[Opening Source material section]
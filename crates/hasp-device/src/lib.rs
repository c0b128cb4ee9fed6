//! Device-side firmware for one locker on the shared bus.
//!
//! A device node is the slave end of the locker bus: it listens for
//! commands addressed to it, drives a solenoid latch, watches the latch
//! feedback sensor, and reports everything it does back to the master as
//! confirmation frames.
//!
//! # Node Anatomy
//!
//! - [`DeviceController`]: the poll loop tying the pieces together,
//!   covering command dispatch, actuation, confirmation, and the manual
//!   re-lock path driven by the latch sensor.
//! - [`history`]: bounded, timestamped record of recent lock transitions
//!   for diagnostics.
//! - [`identity`]: the one-line address file a node learns its own
//!   locker address from.
//! - [`DeviceConfig`]: JSON configuration covering the serial line and
//!   every timing knob.
//!
//! # Design Philosophy
//!
//! - **Composition over inheritance**: the controller owns independent
//!   hardware collaborators behind the seams in `hasp-hardware`; nothing
//!   subclasses anything.
//! - **Fail quiet, stay up**: foreign frames, unknown actions, and
//!   transient sensor failures are logged and absorbed. The loop only
//!   stops for a bus the transport could not bring back.
//! - **Reality wins**: the feedback sensor is authoritative. A latch
//!   closed by hand is re-locked and reported, never silently ignored.
//!
//! # Example
//!
//! ```no_run
//! use hasp_device::{DeviceConfig, DeviceController, identity};
//! use hasp_hardware::mock::{MockAlert, MockBusLine, MockFeedback, MockSolenoid};
//! use hasp_link::BusPort;
//!
//! # async fn run() -> Result<(), Box<dyn std::error::Error>> {
//! let config = DeviceConfig::load("device.json")?;
//! let address = identity::load_address(&config.address_file)?;
//!
//! let (line, _peer) = MockBusLine::pair();
//! let (solenoid, _) = MockSolenoid::new();
//! let (feedback, _) = MockFeedback::new();
//! let (alert, _) = MockAlert::new();
//!
//! let port = BusPort::with_config(line, config.port_config());
//! let mut controller = DeviceController::with_config(
//!     address,
//!     solenoid,
//!     feedback,
//!     alert,
//!     port,
//!     config.controller_config(),
//! );
//!
//! let (_shutdown_tx, shutdown_rx) = tokio::sync::watch::channel(false);
//! controller.run(shutdown_rx).await?;
//! # Ok(())
//! # }
//! ```

pub mod config;
pub mod controller;
pub mod error;
pub mod history;
pub mod identity;

pub use config::DeviceConfig;
pub use controller::{ControllerConfig, DeviceController};
pub use error::{DeviceError, Result};
pub use history::{TransitionHistory, TransitionRecord, TransitionSource};
pub use identity::load_address;
//! Error types for the master node.
//!
//! Only conditions that should stop the master are errors here. A
//! rejected token, an unregistered locker, or a device that never
//! answers are absorbed inside the scan cycle with a diagnostic; what
//! propagates is a config or key file that cannot be loaded, a scan
//! source that dies, or a line failure the transport could not recover.

use hasp_hardware::HardwareError;
use hasp_link::LinkError;
use hasp_token::TokenError;

/// Result type alias for master-side operations.
pub type Result<T> = std::result::Result<T, MasterError>;

/// Errors that can stop the master node.
#[derive(Debug, thiserror::Error)]
pub enum MasterError {
    /// The configuration file could not be read or parsed. Fatal at
    /// startup.
    #[error("Config file {path}: {message}")]
    ConfigFile { path: String, message: String },

    /// The token codec could not be constructed, which at startup means
    /// the key material file is unusable.
    #[error("Token codec: {0}")]
    Token(#[from] TokenError),

    /// The bus failed underneath the courier.
    #[error("Link error: {0}")]
    Link(#[from] LinkError),

    /// The scan source failed and no further scans will arrive.
    #[error("Scan source failed: {0}")]
    ScanSource(#[from] HardwareError),
}

impl MasterError {
    /// Build a [`MasterError::ConfigFile`].
    pub fn config_file(path: impl Into<String>, message: impl Into<String>) -> Self {
        Self::ConfigFile {
            path: path.into(),
            message: message.into(),
        }
    }
}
[Closing Source material section]
The whole listing above is to be reproduced without any slip.

Exercise solution:
filename crates/hasp-device/src/lib.rs
repository c0b128cb4ee9fed6
//! Device-side firmware for one locker on the shared bus.
//!
//! A device node is the slave end of the locker bus: it listens for
//! commands addressed to it, drives a solenoid latch, watches the latch
//! feedback sensor, and reports everything it does back to the master as
//! confirmation frames.
//!
//! # Node Anatomy
//!
//! - [`DeviceController`]: the poll loop tying the pieces together,
//!   covering command dispatch, actuation, confirmation, and the manual
//!   re-lock path driven by the latch sensor.
//! - [`history`]: bounded, timestamped record of recent lock transitions
//!   for diagnostics.
//! - [`identity`]: the one-line address file a node learns its own
//!   locker address from.
//! - [`DeviceConfig`]: JSON configuration covering the serial line and
//!   every timing knob.
//!
//! # Design Philosophy
//!
//! - **Composition over inheritance**: the controller owns independent
//!   hardware collaborators behind the seams in `hasp-hardware`; nothing
//!   subclasses anything.
//! - **Fail quiet, stay up**: foreign frames, unknown actions, and
//!   transient sensor failures are logged and absorbed. The loop only
//!   stops for a bus the transport could not bring back.
//! - **Reality wins**: the feedback sensor is authoritative. A latch
//!   closed by hand is re-locked and reported, never silently ignored.
//!
//! # Example
//!
//! ```no_run
//! use hasp_device::{DeviceConfig, DeviceController, identity};
//! use hasp_hardware::mock::{MockAlert, MockBusLine, MockFeedback, MockSolenoid};
//! use hasp_link::BusPort;
//!
//! # async fn run() -> Result<(), Box<dyn std::error::Error>> {
//! let config = DeviceConfig::load("device.json")?;
//! let address = identity::load_address(&config.address_file)?;
//!
//! let (line, _peer) = MockBusLine::pair();
//! let (solenoid, _) = MockSolenoid::new();
//! let (feedback, _) = MockFeedback::new();
//! let (alert, _) = MockAlert::new();
//!
//! let port = BusPort::with_config(line, config.port_config());
//! let mut controller = DeviceController::with_config(
//!     address,
//!     solenoid,
//!     feedback,
//!     alert,
//!     port,
//!     config.controller_config(),
//! );
//!
//! let (_shutdown_tx, shutdown_rx) = tokio::sync::watch::channel(false);
//! controller.run(shutdown_rx).await?;
//! # Ok(())
//! # }
//! ```

pub mod config;
pub mod controller;
pub mod error;
pub mod history;
pub mod identity;

pub use config::DeviceConfig;
pub use controller::{ControllerConfig, DeviceController};
pub use error::{DeviceError, Result};
pub use history::{TransitionHistory, TransitionRecord, TransitionSource};
pub use identity::load_address;
//! Error types for the master node.
//!
//! Only conditions that should stop the master are errors here. A
//! rejected token, an unregistered locker, or a device that never
//! answers are absorbed inside the scan cycle with a diagnostic; what
//! propagates is a config or key file that cannot be loaded, a scan
//! source that dies, or a line failure the transport could not recover.

use hasp_hardware::HardwareError;
use hasp_link::LinkError;
use hasp_token::TokenError;

/// Result type alias for master-side operations.
pub type Result<T> = std::result::Result<T, MasterError>;

/// Errors that can stop the master node.
#[derive(Debug, thiserror::Error)]
pub enum MasterError {
    /// The configuration file could not be read or parsed. Fatal at
    /// startup.
    #[error("Config file {path}: {message}")]
    ConfigFile { path: String, message: String },

    /// The token codec could not be constructed, which at startup means
    /// the key material file is unusable.
    #[error("Token codec: {0}")]
    Token(#[from] TokenError),

    /// The bus failed underneath the courier.
    #[error("Link error: {0}")]
    Link(#[from] LinkError),

    /// The scan source failed and no further scans will arrive.
    #[error("Scan source failed: {0}")]
    ScanSource(#[from] HardwareError),
}

impl MasterError {
    /// Build a [`MasterError::ConfigFile`].
    pub fn config_file(path: impl Into<String>, message: impl Into<String>) -> Self {
        Self::ConfigFile {
            path: path.into(),
            message: message.into(),
        }
    }
}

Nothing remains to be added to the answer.